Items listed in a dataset

──────

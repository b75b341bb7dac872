//! Parsing of chat commands and inline button payloads.
//!
//! Text commands:
//! - `/start` - show the main menu
//! - `/process_<id>` - show the actions for one process
//!
//! Button payloads:
//! - `list_processes`
//! - `process_start_<id>`, `process_stop_<id>`, `process_restart_<id>`

use senta_client::ProcessAction;
use thiserror::Error;

/// Payload of the "List Processes" button.
pub const LIST_PROCESSES: &str = "list_processes";

/// Prefix shared by the per-process action payloads.
const PROCESS_PREFIX: &str = "process";

/// A user request, fully parsed.
#[derive(Debug, Clone, PartialEq, Eq)]
pub enum Command {
    /// `/start`
    Start,
    /// `/process_<id>`
    ShowProcess { id: u64 },
    /// `list_processes` button.
    ListProcesses,
    /// `process_<action>_<id>` button.
    Action { action: ProcessAction, id: u64 },
}

/// Malformed command or payload. The message is shown to the user as-is.
#[derive(Debug, Clone, PartialEq, Eq, Error)]
pub enum CommandError {
    #[error("Invalid command format. Usage: /process_<id>")]
    InvalidProcessCommand,

    #[error("Usage: button '{0}_process_<id>'")]
    InvalidActionPayload(ProcessAction),
}

/// Build the payload for an action button.
pub fn action_payload(action: ProcessAction, id: u64) -> String {
    format!("{}_{}_{}", PROCESS_PREFIX, action, id)
}

/// Parse a text message.
///
/// Returns `None` for text that is not a recognized command.
pub fn parse_text(text: &str) -> Option<Result<Command, CommandError>> {
    if text.starts_with("/start") {
        return Some(Ok(Command::Start));
    }

    if text.starts_with("/process") {
        return Some(parse_process_command(text));
    }

    None
}

fn parse_process_command(text: &str) -> Result<Command, CommandError> {
    let token = text.split_whitespace().next().unwrap_or_default();
    // "/process_12@senta_bot" in group chats
    let token = token.split('@').next().unwrap_or_default();

    let parts: Vec<&str> = token.split('_').collect();
    if parts.len() < 2 {
        return Err(CommandError::InvalidProcessCommand);
    }

    parse_id(parts[1])
        .map(|id| Command::ShowProcess { id })
        .ok_or(CommandError::InvalidProcessCommand)
}

/// Parse an inline button payload.
///
/// Returns `None` for payloads this bot never produces.
pub fn parse_callback(data: &str) -> Option<Result<Command, CommandError>> {
    if data == LIST_PROCESSES {
        return Some(Ok(Command::ListProcesses));
    }

    let action = ProcessAction::ALL
        .into_iter()
        .find(|action| data.starts_with(&format!("{}_{}", PROCESS_PREFIX, action)))?;

    Some(parse_action_payload(data, action))
}

fn parse_action_payload(data: &str, action: ProcessAction) -> Result<Command, CommandError> {
    let parts: Vec<&str> = data.split('_').collect();
    match parts.as_slice() {
        [PROCESS_PREFIX, name, id] if *name == action.as_str() => parse_id(id)
            .map(|id| Command::Action { action, id })
            .ok_or(CommandError::InvalidActionPayload(action)),
        _ => Err(CommandError::InvalidActionPayload(action)),
    }
}

/// Process ids are plain non-negative integers.
fn parse_id(raw: &str) -> Option<u64> {
    if raw.is_empty() || !raw.bytes().all(|b| b.is_ascii_digit()) {
        return None;
    }
    raw.parse().ok()
}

──────

- _Exercise aim_
A full, exact copy of the entries is the required answer.

- _Written reply_
repository b75b341bb7dac872
//! Parsing of chat commands and inline button payloads.
//!
//! Text commands:
//! - `/start` - show the main menu
//! - `/process_<id>` - show the actions for one process
//!
//! Button payloads:
//! - `list_processes`
//! - `process_start_<id>`, `process_stop_<id>`, `process_restart_<id>`

use senta_client::ProcessAction;
use thiserror::Error;

/// Payload of the "List Processes" button.
pub const LIST_PROCESSES: &str = "list_processes";

/// Prefix shared by the per-process action payloads.
const PROCESS_PREFIX: &str = "process";

/// A user request, fully parsed.
#[derive(Debug, Clone, PartialEq, Eq)]
pub enum Command {
    /// `/start`
    Start,
    /// `/process_<id>`
    ShowProcess { id: u64 },
    /// `list_processes` button.
    ListProcesses,
    /// `process_<action>_<id>` button.
    Action { action: ProcessAction, id: u64 },
}

/// Malformed command or payload. The message is shown to the user as-is.
#[derive(Debug, Clone, PartialEq, Eq, Error)]
pub enum CommandError {
    #[error("Invalid command format. Usage: /process_<id>")]
    InvalidProcessCommand,

    #[error("Usage: button '{0}_process_<id>'")]
    InvalidActionPayload(ProcessAction),
}

/// Build the payload for an action button.
pub fn action_payload(action: ProcessAction, id: u64) -> String {
    format!("{}_{}_{}", PROCESS_PREFIX, action, id)
}

/// Parse a text message.
///
/// Returns `None` for text that is not a recognized command.
pub fn parse_text(text: &str) -> Option<Result<Command, CommandError>> {
    if text.starts_with("/start") {
        return Some(Ok(Command::Start));
    }

    if text.starts_with("/process") {
        return Some(parse_process_command(text));
    }

    None
}

fn parse_process_command(text: &str) -> Result<Command, CommandError> {
    let token = text.split_whitespace().next().unwrap_or_default();
    // "/process_12@senta_bot" in group chats
    let token = token.split('@').next().unwrap_or_default();

    let parts: Vec<&str> = token.split('_').collect();
    if parts.len() < 2 {
        return Err(CommandError::InvalidProcessCommand);
    }

    parse_id(parts[1])
        .map(|id| Command::ShowProcess { id })
        .ok_or(CommandError::InvalidProcessCommand)
}

/// Parse an inline button payload.
///
/// Returns `None` for payloads this bot never produces.
pub fn parse_callback(data: &str) -> Option<Result<Command, CommandError>> {
    if data == LIST_PROCESSES {
        return Some(Ok(Command::ListProcesses));
    }

    let action = ProcessAction::ALL
        .into_iter()
        .find(|action| data.starts_with(&format!("{}_{}", PROCESS_PREFIX, action)))?;

    Some(parse_action_payload(data, action))
}

fn parse_action_payload(data: &str, action: ProcessAction) -> Result<Command, CommandError> {
    let parts: Vec<&str> = data.split('_').collect();
    match parts.as_slice() {
        [PROCESS_PREFIX, name, id] if *name == action.as_str() => parse_id(id)
            .map(|id| Command::Action { action, id })
            .ok_or(CommandError::InvalidActionPayload(action)),
        _ => Err(CommandError::InvalidActionPayload(action)),
    }
}

/// Process ids are plain non-negative integers.
fn parse_id(raw: &str) -> Option<u64> {
    if raw.is_empty() || !raw.bytes().all(|b| b.is_ascii_digit()) {
        return None;
    }
    raw.parse().ok()
}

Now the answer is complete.